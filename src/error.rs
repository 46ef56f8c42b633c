//! Error types for archive extraction.
//!
//! Every failure is sorted into one of three kinds a caller can act on:
//! the archive is missing, the archive is malformed, or access was denied.
//! Anything else is reported as a plain I/O error.

use std::io;
use std::path::{Path, PathBuf};
use thiserror::Error;

/// Result type alias for extraction operations
pub type Result<T> = std::result::Result<T, ExtractError>;

/// Coarse classification of an [`ExtractError`]
#[derive(Debug, Clone, Copy, PartialEq, Eq)]
pub enum ErrorKind {
    NotFound,
    Format,
    Permission,
    Io,
}

/// Main error type for extraction
#[derive(Debug, Error)]
pub enum ExtractError {
    /// The archive (or another required path) does not exist
    #[error("not found: {}", path.display())]
    NotFound { path: PathBuf },

    /// Reading the archive or writing the destination was refused
    #[error("permission denied: {}", path.display())]
    PermissionDenied {
        path: PathBuf,
        #[source]
        source: io::Error,
    },

    /// The file is not a well-formed zip archive
    #[error("invalid zip archive: {0}")]
    Format(String),

    /// The entry uses a compression method other than STORED or DEFLATE
    #[error("unsupported compression method {method} for {name}")]
    UnsupportedMethod { name: String, method: u16 },

    /// Any other I/O failure
    #[error("I/O error on {}: {source}", path.display())]
    Io {
        path: PathBuf,
        #[source]
        source: io::Error,
    },
}

impl ExtractError {
    /// Build a format error from any displayable message
    pub fn format(msg: impl Into<String>) -> Self {
        ExtractError::Format(msg.into())
    }

    /// Classify an I/O error raised while touching `path`
    pub fn from_io(path: &Path, source: io::Error) -> Self {
        match source.kind() {
            io::ErrorKind::NotFound => ExtractError::NotFound {
                path: path.to_path_buf(),
            },
            io::ErrorKind::PermissionDenied => ExtractError::PermissionDenied {
                path: path.to_path_buf(),
                source,
            },
            _ => ExtractError::Io {
                path: path.to_path_buf(),
                source,
            },
        }
    }

    pub fn kind(&self) -> ErrorKind {
        match self {
            ExtractError::NotFound { .. } => ErrorKind::NotFound,
            ExtractError::PermissionDenied { .. } => ErrorKind::Permission,
            ExtractError::Format(_) | ExtractError::UnsupportedMethod { .. } => ErrorKind::Format,
            ExtractError::Io { .. } => ErrorKind::Io,
        }
    }
}
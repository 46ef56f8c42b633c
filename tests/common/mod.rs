use std::io::{Cursor, Write};
use std::path::Path;
use std::process::{Command, Output};

use zip::write::FileOptions;
use zip::{CompressionMethod, ZipWriter};

/// Build a zip archive of (name, content) pairs; names ending in `/` become directories
pub fn build_zip(entries: &[(&str, &[u8])]) -> Vec<u8> {
    let mut writer = ZipWriter::new(Cursor::new(Vec::new()));
    let options = FileOptions::default().compression_method(CompressionMethod::Deflated);
    for (name, content) in entries {
        if name.ends_with('/') {
            writer.add_directory(*name, options).unwrap();
        } else {
            writer.start_file(*name, options).unwrap();
            writer.write_all(content).unwrap();
        }
    }
    writer.finish().unwrap().into_inner()
}

/// Place `data` at `A47/A203.zip` under `workdir`
pub fn install_archive(workdir: &Path, data: &[u8]) {
    let dir = workdir.join("A47");
    std::fs::create_dir_all(&dir).unwrap();
    std::fs::write(dir.join("A203.zip"), data).unwrap();
}

/// Run the binary with no arguments inside `workdir`
pub fn run_in(workdir: &Path) -> Output {
    Command::new(env!("CARGO_BIN_EXE_a203-extract"))
        .current_dir(workdir)
        .output()
        .unwrap()
}
use tracing::info;

use crate::config::ExtractConfig;
use crate::error::Result;
use crate::zip::{ExtractSummary, ZipArchive};

/// Line printed to stdout after a successful run
pub const COMPLETION_MESSAGE: &str = "Extraction complete";

/// Unpacks the configured archive into the configured destination
pub struct Extractor {
    config: ExtractConfig,
}

impl Extractor {
    pub fn new(config: ExtractConfig) -> Self {
        Self { config }
    }

    pub fn config(&self) -> &ExtractConfig {
        &self.config
    }

    /// Open the archive, write every entry, and release the archive.
    ///
    /// The archive handle is dropped on every return path. Errors are
    /// returned as-is; nothing already written is rolled back.
    pub async fn run(&self) -> Result<ExtractSummary> {
        let archive = ZipArchive::open(&self.config.archive_path).await?;
        info!(
            entries = archive.len(),
            destination = %self.config.destination.display(),
            "extracting archive"
        );
        archive.extract_all(&self.config.destination).await
    }
}
//! Entry point for the a203-extract binary.
//!
//! Takes no arguments: extracts `A47/A203.zip` into the working directory
//! and prints a single completion line on success. Any failure is returned
//! from `main`, which reports it on stderr and exits non-zero.

use anyhow::{Context, Result};
use clap::Parser;

use a203_extract::{COMPLETION_MESSAGE, Cli, ExtractConfig, Extractor};

#[tokio::main(flavor = "current_thread")]
async fn main() -> Result<()> {
    let cli = Cli::parse();

    // Diagnostics go to stderr so stdout carries only the completion line
    tracing_subscriber::fmt()
        .with_max_level(cli.log_level())
        .with_writer(std::io::stderr)
        .init();

    let config = ExtractConfig::default();
    let extractor = Extractor::new(config);
    extractor.run().await.with_context(|| {
        format!(
            "failed to extract {}",
            extractor.config().archive_path.display()
        )
    })?;

    println!("{}", COMPLETION_MESSAGE);

    Ok(())
}
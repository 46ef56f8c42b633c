use super::ReadAt;
use crate::error::{ExtractError, Result};
use async_trait::async_trait;
use std::fs::File;
use std::path::{Path, PathBuf};

/// Read-only handle on an archive file.
///
/// The file descriptor is owned exclusively and closed when the reader is dropped.
pub struct LocalFileReader {
    file: File,
    path: PathBuf,
    size: u64,
}

impl LocalFileReader {
    pub fn new(path: &Path) -> Result<Self> {
        let file = File::open(path).map_err(|e| ExtractError::from_io(path, e))?;
        let metadata = file.metadata().map_err(|e| ExtractError::from_io(path, e))?;
        if metadata.is_dir() {
            return Err(ExtractError::format(format!(
                "{} is a directory",
                path.display()
            )));
        }
        Ok(Self {
            file,
            path: path.to_path_buf(),
            size: metadata.len(),
        })
    }

    pub fn path(&self) -> &Path {
        &self.path
    }
}

#[async_trait]
impl ReadAt for LocalFileReader {
    async fn read_at(&self, offset: u64, buf: &mut [u8]) -> Result<usize> {
        #[cfg(unix)]
        let n = {
            use std::os::unix::fs::FileExt;
            self.file.read_at(buf, offset)
        };

        #[cfg(windows)]
        let n = {
            use std::os::windows::fs::FileExt;
            self.file.seek_read(buf, offset)
        };

        #[cfg(not(any(unix, windows)))]
        let n = {
            use std::io::{Read, Seek, SeekFrom};
            let mut file = &self.file;
            file.seek(SeekFrom::Start(offset))
                .and_then(|_| file.read(buf))
        };

        n.map_err(|e| ExtractError::from_io(&self.path, e))
    }

    fn size(&self) -> u64 {
        self.size
    }
}
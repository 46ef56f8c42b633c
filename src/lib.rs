//! # a203-extract
//!
//! Unpacks the zip archive at `A47/A203.zip` into the current directory.
//!
//! The archive is read through the [`ReadAt`] trait: the end of central
//! directory record is located first, then the whole central directory is
//! parsed, and only then are entries decompressed and written. A malformed
//! archive is therefore rejected before anything touches the destination.
//!
//! ## Features
//!
//! - STORED and DEFLATE entries, verified against their CRC-32
//! - ZIP64 archives, archive comments and prepended data
//! - Entry names mapped so `..`, `.` and absolute prefixes never leave the destination
//!
//! ## Example
//!
//! ```no_run
//! use a203_extract::{ExtractConfig, Extractor};
//!
//! #[tokio::main(flavor = "current_thread")]
//! async fn main() -> anyhow::Result<()> {
//!     let config = ExtractConfig::default().with_destination("out");
//!     let summary = Extractor::new(config).run().await?;
//!     println!("{} files", summary.files);
//!     Ok(())
//! }
//! ```

pub mod cli;
pub mod config;
pub mod error;
pub mod extractor;
pub mod io;
pub mod zip;

#[cfg(test)]
mod test_helpers;

pub use cli::Cli;
pub use config::ExtractConfig;
pub use error::{ErrorKind, ExtractError, Result};
pub use extractor::{COMPLETION_MESSAGE, Extractor};
pub use crate::io::{LocalFileReader, MemoryReader, ReadAt};
pub use crate::zip::{ExtractSummary, ZipArchive, ZipFileEntry};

WORK ITEM:
If a line falls between the first line of the records and the line containing "for extraction operations", inclusive, repeat it exactly; leave out all others.

RESPONSE:
filename src/error.rs
repository 46ef56f8c42b633c
//! Error types for archive extraction.
//!
//! Every failure is sorted into one of three kinds a caller can act on:
//! the archive is missing, the archive is malformed, or access was denied.
//! Anything else is reported as a plain I/O error.

use std::io;
use std::path::{Path, PathBuf};
use thiserror::Error;

/// Result type alias for extraction operations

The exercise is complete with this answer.